*What you need to do*: Wherever the word "estimators" occurs in the lines below, copy the whole line.

====================

/// Parses `name=path` pairs for `serve --track`.
fn parse_tracking(track: &[String]) -> Result<Vec<(String, PathBuf)>> {
    track
        .iter()
        .map(|entry| {
            let (name, path) = entry
                .split_once('=')
                .filter(|(name, path)| !name.trim().is_empty() && !path.is_empty())
                .ok_or_else(|| anyhow!("Tracking entry '{entry}' must look like name=path"))?;
            Ok((name.trim().to_string(), PathBuf::from(path)))
        })
        .collect()
}

fn recipe_dir(recipe: &Path) -> Option<&Path> {
    recipe.parent().filter(|parent| !parent.as_os_str().is_empty())
}

fn predict(folder: &Path, input: &Path, output: Option<&Path>) -> Result<()> {
    let inferencer = Inferencer::from_folder(folder, &Registry::with_defaults())
        .with_context(|| format!("Failed to load model from {}", folder.display()))?;
    let content = fs::read_to_string(input)
        .with_context(|| format!("Failed to read request: {}", input.display()))?;
    let request: Value = serde_json::from_str(&content)
        .with_context(|| format!("Failed to parse request JSON: {}", input.display()))?;
    let response = inferencer.predict_json(&request)?;
    match output {
        Some(path) => {
            ensure_parent(path)?;
            let file = File::create(path)
                .with_context(|| format!("Failed to create output file: {}", path.display()))?;
            to_writer_pretty(file, &response)?;
            info!(output = %path.display(), "Predictions written");
        }
        None => {
            to_writer_pretty(io::stdout(), &response)?;
            println!();
        }
    }
    Ok(())
}

fn describe(folder: &Path) -> Result<()> {
    let inferencer = Inferencer::from_folder(folder, &Registry::with_defaults())
        .with_context(|| format!("Failed to load model from {}", folder.display()))?;
    let description = serde_json::json!({
        "model": inferencer.model().manifest(),
        "pipes": inferencer.pipeline().pipe_paths(),
        "request": inferencer.input_schema().json_schema(),
        "response": inferencer.output_schema().json_schema(),
    });
    to_writer_pretty(io::stdout(), &description)?;
    println!();
    Ok(())
}

fn list_components() {
    let registry = Registry::with_defaults();
    println!("Available operators:");
    for name in registry.operators.known() {
        println!("- {name}");
    }
    println!("Available estimators:");
    for name in registry.estimators.known() {
        println!("- {name}");
    }
    println!("Type-checked data kinds:");
    for kind in registry.type_checkers.kinds() {
        println!("- {kind}");
    }
}

fn report_validation(recipe_path: &Path, report: &ValidationReport) -> Result<()> {
    for warning in &report.warnings {
        warn!(file = %recipe_path.display(), "{warning}");
    }
    if report.is_ok() {
        return Ok(());
    }
    for error_msg in &report.errors {
        error!(file = %recipe_path.display(), "{error_msg}");
    }
    Err(anyhow!(
        "Recipe validation failed with {} error(s)",
        report.errors.len()
    ))
}

fn validate_recipe_cmd(recipe_path: PathBuf) -> Result<()> {
    let recipe = Recipe::load(&recipe_path)?;
    let registry = Registry::with_defaults();
    let report = validate_recipe(&recipe, &registry);
    report_validation(&recipe_path, &report)?;
    info!(file = %recipe_path.display(), "Recipe validation passed");
    Ok(())
}

fn lock_recipe(recipe_path: PathBuf, output_path: PathBuf) -> Result<()> {
    let recipe = Recipe::load(&recipe_path)?;
    let registry = Registry::with_defaults();
    let report = validate_recipe(&recipe, &registry);
    report_validation(&recipe_path, &report)
        .context("Cannot generate lockfile for an invalid recipe")?;

    ensure_parent(&output_path)?;
    generate_lock(&recipe, &registry, &output_path)?;
    info!(
        lockfile = %output_path.display(),
        "Lockfile generated successfully"
    );

    Ok(())
}

fn recipe_command(command: RecipeCommands) -> Result<()> {
    match command {
        RecipeCommands::New { preset, output } => {
            let destination =
                output.unwrap_or_else(|| PathBuf::from(format!("recipes/{preset}.yaml")));
            let generated = generate_preset(&preset, &destination)?;
            info!(
                preset = %preset,
                path = %generated.display(),
                "Preset recipe generated"
            );
            Ok(())
        }
        RecipeCommands::Presets => {
            for name in PRESETS {
                println!("{name}");
            }
            Ok(())
        }
        RecipeCommands::Lint { recipes } => lint_recipes(&recipes),
    }
}

fn lint_recipes(recipes: &[PathBuf]) -> Result<()> {
    let registry = Registry::with_defaults();
    let mut failures = 0usize;

    for recipe_path in recipes {
        match Recipe::load(recipe_path) {
            Ok(recipe) => {
                let report = validate_recipe(&recipe, &registry);
                if report_validation(recipe_path, &report).is_ok() {
                    info!(file = %recipe_path.display(), "Lint passed");
                } else {
                    failures += 1;
                }
            }
            Err(err) => {
                failures += 1;
                error!(file = %recipe_path.display(), "Failed to load recipe: {err}");
            }
        }
    }

    if failures > 0 {
        bail!("Lint failed for {failures} recipe(s)");
    }

    info!("All recipe lint checks passed");
    Ok(())
}

fn requirements(manifest_path: Option<&Path>, output: Option<&Path>) -> Result<()> {
    let lines = packaging::generate_requirements(manifest_path)?;
    match output {
        Some(path) => {
            ensure_parent(path)?;
            packaging::write_requirements(&lines, path)?;
            info!(requirements = %path.display(), count = lines.len(), "Requirements written");
        }
        None => {
            for line in lines {
                println!("{line}");
            }
        }
    }
    Ok(())
}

====================

*Answer to the exercise*:
    println!("Available estimators:");
    for name in registry.estimators.known() {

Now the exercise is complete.